Snapchat is growing fast. Though there are no official numbers released, researchers peg Shapchat’s usership at around 27 million, up from about 11 million a year ago, reported The Wall Street Journal. Snapchat CEO Evan Speigel estimates that users send out around 400 million “snaps”—visual messages that self delete a short time after sending—per day.
Still, there are some unusual features. The funding level under discussion during these preliminary talks would bring Snapchat’s value up to around $10 billion, a not unheard of sum in 2014 when four companies (Uber, Airnb, DropBox and Xiaomi) have already crossed that threshold. Snapchat, however, would be unique in the membership of the $10 billion club insofar as it is not currently profitable where as the other four are. It exists in the same context where Facebook snapped up What’sApp for $19 billion—a $10 billion valuation for a company that so far has not shown any ability to make money.
The deal is also interesting because it could kick off a tug-of war between Alibaba and Tencent, which is its main rival in it’s home territory.
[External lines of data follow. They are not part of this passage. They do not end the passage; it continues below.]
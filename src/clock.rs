//! Time source abstraction.
//!
//! The cache never reads the wall clock directly. Every deadline and every
//! expiration check goes through a [`Ticker`], a cheap monotonic nanosecond
//! counter. Production caches use [`SystemTicker`]; tests inject a
//! [`ManualTicker`] and advance it explicitly, so expiration behavior can be
//! verified without sleeping.

use std::sync::atomic::{AtomicU64, Ordering};
use std::time::{Duration, Instant};

/// A monotonic nanosecond clock.
///
/// Implementations must be cheap (called on every cache operation) and must
/// never fault or go backwards.
pub trait Ticker: Send + Sync + 'static {
    /// Nanoseconds elapsed since an arbitrary, fixed epoch.
    fn now(&self) -> u64;
}

/// The default ticker: monotonic time since the cache was constructed.
pub struct SystemTicker {
    epoch: Instant,
}

impl SystemTicker {
    pub fn new() -> Self {
        SystemTicker {
            epoch: Instant::now(),
        }
    }
}

impl Default for SystemTicker {
    fn default() -> Self {
        Self::new()
    }
}

impl Ticker for SystemTicker {
    #[inline]
    fn now(&self) -> u64 {
        self.epoch.elapsed().as_nanos() as u64
    }
}

/// A ticker driven by the caller. Starts at zero and only moves when
/// [`advance`](ManualTicker::advance) is called.
///
/// # Example
/// ```
/// use cortado::clock::{ManualTicker, Ticker};
/// use std::time::Duration;
///
/// let ticker = ManualTicker::new();
/// assert_eq!(ticker.now(), 0);
/// ticker.advance(Duration::from_secs(61));
/// assert_eq!(ticker.now(), 61_000_000_000);
/// ```
pub struct ManualTicker {
    nanos: AtomicU64,
}

impl ManualTicker {
    pub fn new() -> Self {
        ManualTicker {
            nanos: AtomicU64::new(0),
        }
    }

    /// Moves the clock forward by `d`.
    pub fn advance(&self, d: Duration) {
        self.nanos.fetch_add(d.as_nanos() as u64, Ordering::SeqCst);
    }
}

impl Default for ManualTicker {
    fn default() -> Self {
        Self::new()
    }
}

impl Ticker for ManualTicker {
    #[inline]
    fn now(&self) -> u64 {
        self.nanos.load(Ordering::SeqCst)
    }
}
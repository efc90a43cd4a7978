#[cfg(test)]
pub(crate) mod lru;
pub(crate) mod sketch;
pub(crate) mod tinylfu;

use std::hash::Hash;

use crate::error::InvariantError;

/// An entry the policy decided to evict.
///
/// Carries the weight that was released and the identity stamp of the
/// incarnation the decision was made against, so the store removal can be
/// conditional and a concurrent re-insert survives.
#[derive(Debug, Clone, PartialEq, Eq)]
pub(crate) struct Victim<K> {
    pub(crate) key: K,
    pub(crate) weight: u64,
    pub(crate) stamp: u64,
}

/// Core eviction/admission strategy.
///
/// All methods are called single-threadedly by the maintenance path, which
/// wraps the policy in a `Mutex`; implementors only need `Send`.
pub(crate) trait Policy<K: Hash + Eq>: Send {
    /// A read hit on `key`: refresh frequency and recency.
    fn on_access(&mut self, key: &K);

    /// A read hit reported by hash only (the read buffer records hashes,
    /// not keys). Unknown hashes still feed the frequency sketch.
    fn on_access_hash(&mut self, h: u64);

    /// A new entry was inserted (or an existing one replaced). Returns the
    /// entries that must be removed from the store to stay within
    /// capacity.
    fn on_insert(&mut self, key: K, weight: u64, stamp: u64) -> Vec<Victim<K>>;

    /// An existing entry's value changed, possibly with a new weight.
    /// Returns eviction victims as for `on_insert`.
    fn on_update(&mut self, key: &K, new_weight: u64, stamp: u64) -> Vec<Victim<K>>;

    /// The entry left the store (explicit removal, expiration, collection).
    fn on_remove(&mut self, key: &K);

    /// `true` while the policy tracks `key`.
    fn contains(&self, key: &K) -> bool;

    /// Total tracked weight.
    fn current_weight(&self) -> u64;

    /// Maximum total weight.
    fn max_weight(&self) -> u64;

    /// Re-bounds the policy. Returns the victims evicted to fit the new
    /// maximum.
    fn set_max_weight(&mut self, max: u64) -> Vec<Victim<K>>;

    /// Up to `n` keys in eviction order, likeliest victim first.
    fn coldest(&self, n: usize) -> Vec<K>;

    /// Up to `n` keys in retention order, most protected first.
    fn hottest(&self, n: usize) -> Vec<K>;

    /// Verifies internal bookkeeping (list membership, weight sums).
    fn check_invariants(&self) -> Result<(), InvariantError>;
}
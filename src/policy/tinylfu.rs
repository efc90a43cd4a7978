use std::hash::Hash;

use ahash::{AHashMap, RandomState};

use super::sketch::{Doorkeeper, FrequencySketch};
use super::{Policy, Victim};
use crate::error::InvariantError;

// ---------------------------------------------------------------------------
// Sentinel layout
//
// The first six arena slots are permanent HEAD/TAIL sentinels, one pair per
// queue. Real entries start at slot 6. A queue's head side is its LRU end:
// entries enter at the tail and eviction scans start at `head.next`.
// ---------------------------------------------------------------------------
const WINDOW_HEAD: usize = 0;
const WINDOW_TAIL: usize = 1;
const PROBATION_HEAD: usize = 2;
const PROBATION_TAIL: usize = 3;
const PROTECTED_HEAD: usize = 4;
const PROTECTED_TAIL: usize = 5;
const SENTINELS: usize = 6;
const NIL: usize = usize::MAX;

/// Candidates whose estimated frequency is at or below this floor lose the
/// admission contest outright, regardless of the victim's frequency. Keeps
/// one-hit wonders from churning the main region.
const ADMIT_FREQUENCY_FLOOR: u8 = 5;

/// Odd mixing constant for the admission tie-break coin.
const COIN_MIX: u64 = 0x9E37_79B9_7F4A_7C15;

/// Which queue an entry currently belongs to.
#[derive(Clone, Copy, PartialEq, Eq, Debug)]
enum Region {
    Window,
    Probation,
    Protected,
}

/// A node in the entry arena. The three queues thread through `prev`/`next`
/// by arena index, so one allocation serves every list membership.
struct Node<K> {
    /// `None` only for sentinel slots and recycled nodes.
    key: Option<K>,
    /// Precomputed key hash, kept so admission contests and read-buffer
    /// reorders never rehash.
    key_hash: u64,
    weight: u64,
    /// Identity stamp of the store incarnation this node tracks.
    stamp: u64,
    prev: usize,
    next: usize,
    region: Region,
}

// ---------------------------------------------------------------------------
// W-TinyLFU policy
// ---------------------------------------------------------------------------

/// The W-TinyLFU replacement policy: a small recency window in front of a
/// frequency-filtered main region.
///
/// Capacity is split into three segments:
///
/// | Segment       | Target share          | Role |
/// |---------------|-----------------------|------|
/// | **Window**    | ⌈1 %⌉ of capacity     | absorbs bursts of new keys |
/// | **Probation** | main − protected      | cold half of main; victims come from its LRU end |
/// | **Protected** | ⌈80 %⌉ of main        | entries that proved reuse |
///
/// New entries always enter the window. Window overflow spills the LRU
/// entry into probation, where it must win an admission contest against
/// probation's LRU victim whenever main is over budget: higher estimated
/// frequency wins, a candidate at or below the frequency floor loses, and
/// an exact standoff is settled by a hash-derived coin flip. A probation
/// hit promotes to protected; protected overflow demotes back to
/// probation's tail.
pub(crate) struct WTinyLfuPolicy<K> {
    sketch: FrequencySketch,
    doorkeeper: Doorkeeper,
    /// Hasher shared with the cache layer so read-buffer hashes and policy
    /// hashes agree.
    build_hasher: RandomState,

    /// Arena of sentinels plus entries, linked by index.
    nodes: Vec<Node<K>>,
    /// key → arena slot.
    index: AHashMap<K, usize>,
    /// key hash → arena slot, for read-buffer replays. On the vanishingly
    /// rare 64-bit collision the newer entry wins; a misapplied recency
    /// hint is harmless.
    by_hash: AHashMap<u64, usize>,
    /// Recycled arena slots.
    free: Vec<usize>,

    window_weight: u64,
    probation_weight: u64,
    protected_weight: u64,

    max_total: u64,
    max_window: u64,
    max_protected: u64,
}

/// Region weight targets for a total budget: window = ⌈1 %⌉ (min 1),
/// protected = ⌈80 %⌉ of the remainder. A zero budget zeroes both, so any
/// positive-weight entry is immediately over the line.
fn region_targets(max_total: u64) -> (u64, u64) {
    if max_total == 0 {
        return (0, 0);
    }
    let window = max_total.div_ceil(100).max(1);
    let main = max_total - window;
    let protected = (main * 4).div_ceil(5);
    (window, protected)
}

/// Sizes the frequency structures from the weight budget, capped so a huge
/// maximum costs accuracy rather than gigabytes of counter table.
fn sketch_capacity(max_total: u64) -> usize {
    max_total.min(1 << 24) as usize
}
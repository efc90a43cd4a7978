//! Write-through sink.
//!
//! When a [`CacheWriter`] is configured, every `put` and every explicit
//! removal is first offered to the sink, and only committed to the cache if
//! the sink accepts it. A sink failure aborts the operation: the cache
//! holds exactly what it held before the call, and the error is surfaced to
//! the caller through [`Cache::try_put`] / [`Cache::try_invalidate`].
//!
//! The sink is **not** consulted for evictions, expirations, or collected
//! values — those remove cache entries, not system-of-record state.
//!
//! [`Cache::try_put`]: crate::Cache::try_put
//! [`Cache::try_invalidate`]: crate::Cache::try_invalidate

use crate::error::CommitError;

/// A synchronous write-through sink.
///
/// Implementations are called on the thread performing the cache operation,
/// before the cache is mutated. They must not call back into the cache.
pub trait CacheWriter<K, V>: Send + Sync + 'static {
    /// Persists `value` for `key`. Returning an error aborts the `put`.
    fn write(&self, key: &K, value: &V) -> Result<(), CommitError>;

    /// Deletes `key`. Returning an error aborts the removal.
    fn delete(&self, key: &K) -> Result<(), CommitError>;
}

/// A [`CacheWriter`] backed by a pair of closures.
pub struct FnWriter<W, D> {
    pub write: W,
    pub delete: D,
}

impl<K, V, W, D> CacheWriter<K, V> for FnWriter<W, D>
where
    W: Fn(&K, &V) -> Result<(), CommitError> + Send + Sync + 'static,
    D: Fn(&K) -> Result<(), CommitError> + Send + Sync + 'static,
{
    #[inline]
    fn write(&self, key: &K, value: &V) -> Result<(), CommitError> {
        (self.write)(key, value)
    }

    #[inline]
    fn delete(&self, key: &K) -> Result<(), CommitError> {
        (self.delete)(key)
    }
}
//! Bounded MPSC write buffer backed by a lock-free `ArrayQueue`.
//!
//! Structural consequences of writes (queue placement, weight accounting,
//! expiration scheduling) are deferred through this buffer so the hot write
//! path never takes the policy lock. A maintenance pass drains the queue
//! and applies all pending operations under a single lock acquisition.
//!
//! Unlike the read buffer, this queue is lossless: write operations drive
//! capacity accounting and must never be dropped. When the queue is full,
//! `push` hands the operation back as `Err(op)` and the producer assists by
//! running a drain inline.

use crossbeam_queue::ArrayQueue;

/// Bounded capacity of the write queue.
const WRITE_BUFFER_CAPACITY: usize = 128;

/// Operations deferred for policy maintenance.
///
/// `stamp` is the identity of the entry incarnation the operation refers
/// to (its `written_at` nanos); eviction decisions carry it back so the
/// store removal can be made conditional.
pub(crate) enum WriteOp<K> {
    Add {
        key: K,
        weight: u64,
        stamp: u64,
        /// Effective expiration deadline, if the entry has one.
        deadline: Option<u64>,
    },
    Update {
        key: K,
        new_weight: u64,
        stamp: u64,
        deadline: Option<u64>,
    },
    Remove {
        key: K,
    },
    /// An entry with expire-after-access was read; relocate it in the
    /// timer wheel. Does not change weight or queue position.
    Reschedule {
        key: K,
        deadline: u64,
    },
}

/// Bounded MPSC write buffer.
///
/// Multiple producer threads may call [`push`] concurrently. A single
/// consumer (the maintenance pass) drains the queue via [`drain`].
///
/// [`push`]: WriteBuffer::push
/// [`drain`]: WriteBuffer::drain
pub(crate) struct WriteBuffer<K> {
    queue: ArrayQueue<WriteOp<K>>,
}

impl<K: Send> WriteBuffer<K> {
    pub(crate) fn new() -> Self {
        WriteBuffer {
            queue: ArrayQueue::new(WRITE_BUFFER_CAPACITY),
        }
    }

    /// Enqueues `op`.
    ///
    /// Returns `Err(op)` when the queue is full. The caller **must not
    /// drop** a returned `Err`; it applies the op inline instead.
    #[inline]
    pub(crate) fn push(&self, op: WriteOp<K>) -> Result<(), WriteOp<K>> {
        self.queue.push(op)
    }

    /// Returns `true` when operations are waiting to be applied.
    #[inline]
    pub(crate) fn is_empty(&self) -> bool {
        self.queue.is_empty()
    }

    /// Drains all pending operations into `out`.
    ///
    /// Called exclusively from the maintenance pass.
    pub(crate) fn drain(&self, out: &mut Vec<WriteOp<K>>) {
        while let Some(op) = self.queue.pop() {
            out.push(op);
        }
    }
}
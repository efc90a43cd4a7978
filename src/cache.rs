use std::collections::HashMap;
use std::hash::Hash;
use std::panic::{self, AssertUnwindSafe};
use std::sync::atomic::{AtomicBool, AtomicU64, Ordering};
use std::sync::Arc;
use std::time::Instant;

use ahash::{AHashMap, AHashSet, RandomState};
use parking_lot::{Condvar, Mutex};
use tracing::warn;

use crate::buffer::read::{OfferResult, StripedReadBuffer};
use crate::buffer::write::{WriteBuffer, WriteOp};
use crate::builder::CacheBuilder;
use crate::clock::Ticker;
use crate::error::{CommitError, LoadError};
use crate::executor::Executor;
use crate::expiry::timer_wheel::TimerWheel;
use crate::expiry::ExpirationPolicy;
use crate::listener::{RemovalCause, RemovalListener};
use crate::loader::CacheLoader;
use crate::metrics::stats::{CacheStats, StatsCounter};
use crate::policy::tinylfu::WTinyLfuPolicy;
use crate::policy::{Policy, Victim};
use crate::store::sharded::{CacheEntry, EntryView, ShardedStore, TryInsertOutcome};
use crate::value::ValueHolder;
use crate::weigher::Weigher;
use crate::writer::CacheWriter;

// ---------------------------------------------------------------------------
// Internal plumbing types
// ---------------------------------------------------------------------------

/// A removal event awaiting listener delivery.
struct Notification<K, V> {
    key: K,
    value: Option<Arc<V>>,
    cause: RemovalCause,
}

/// Rendezvous point for callers coalesced onto one in-flight load.
struct Waiter<V> {
    result: Mutex<Option<Result<Arc<V>, LoadError>>>,
    done: Condvar,
}

impl<V> Waiter<V> {
    fn new() -> Self {
        Waiter {
            result: Mutex::new(None),
            done: Condvar::new(),
        }
    }
}

/// Picks the removal cause for a displaced entry: a dead entry reports why
/// it died, a live one reports `live_cause`.
fn cause_of_removal<V>(entry: &CacheEntry<V>, now: u64, live_cause: RemovalCause) -> RemovalCause {
    if entry.is_expired(now) {
        RemovalCause::Expired
    } else if entry.value.is_collected() {
        RemovalCause::Collected
    } else {
        live_cause
    }
}

// ---------------------------------------------------------------------------
// Cache interior
// ---------------------------------------------------------------------------

/// Shared interior of a [`Cache`].
pub(crate) struct Inner<K, V> {
    store: ShardedStore<K, V>,
    policy: Mutex<WTinyLfuPolicy<K>>,
    build_hasher: RandomState,
    weigher: Box<dyn Weigher<K, V>>,
    expiration: ExpirationPolicy,
    timer: Mutex<TimerWheel<K>>,
    listener: Option<Box<dyn RemovalListener<K, V>>>,
    writer: Option<Box<dyn CacheWriter<K, V>>>,
    loader: Option<Arc<dyn CacheLoader<K, V>>>,
    executor: Arc<dyn Executor>,
    ticker: Arc<dyn Ticker>,
    weak_values: bool,
    read_buffer: StripedReadBuffer,
    write_buffer: WriteBuffer<K>,
    /// The single non-reentrant maintenance lock. Held only for the length
    /// of a drain cycle and never across user callbacks.
    maintenance_lock: Mutex<()>,
    /// Collapses redundant drain schedulings into one executor job.
    drain_scheduled: AtomicBool,
    /// Identity stamps for store entries; one per write.
    stamp_seq: AtomicU64,
    /// One in-flight load per key; later callers wait here.
    pending_loads: Mutex<AHashMap<K, Arc<Waiter<V>>>>,
    /// Keys with a refresh in flight.
    refreshing: Mutex<AHashSet<K>>,
    stats: StatsCounter,
    /// Set when bookkeeping invariants are found violated; every public
    /// operation fails loudly afterwards.
    broken: AtomicBool,
}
Though Alibaba is the dominant player in E-Commerce, Tencent is becoming an increasingly large and threatening presence, particularly in mobile markets where its WeChat App is 14 million users strong.
Tencent had invested in Snapchat during a previous funding round.
Alibaba agreed to buy a 60 percent stake in ChinaVision Media Group in March of 2014 despite the fact that Tencent already held an 8 percent stake in the a Hong Kong-listed television and film production company in which.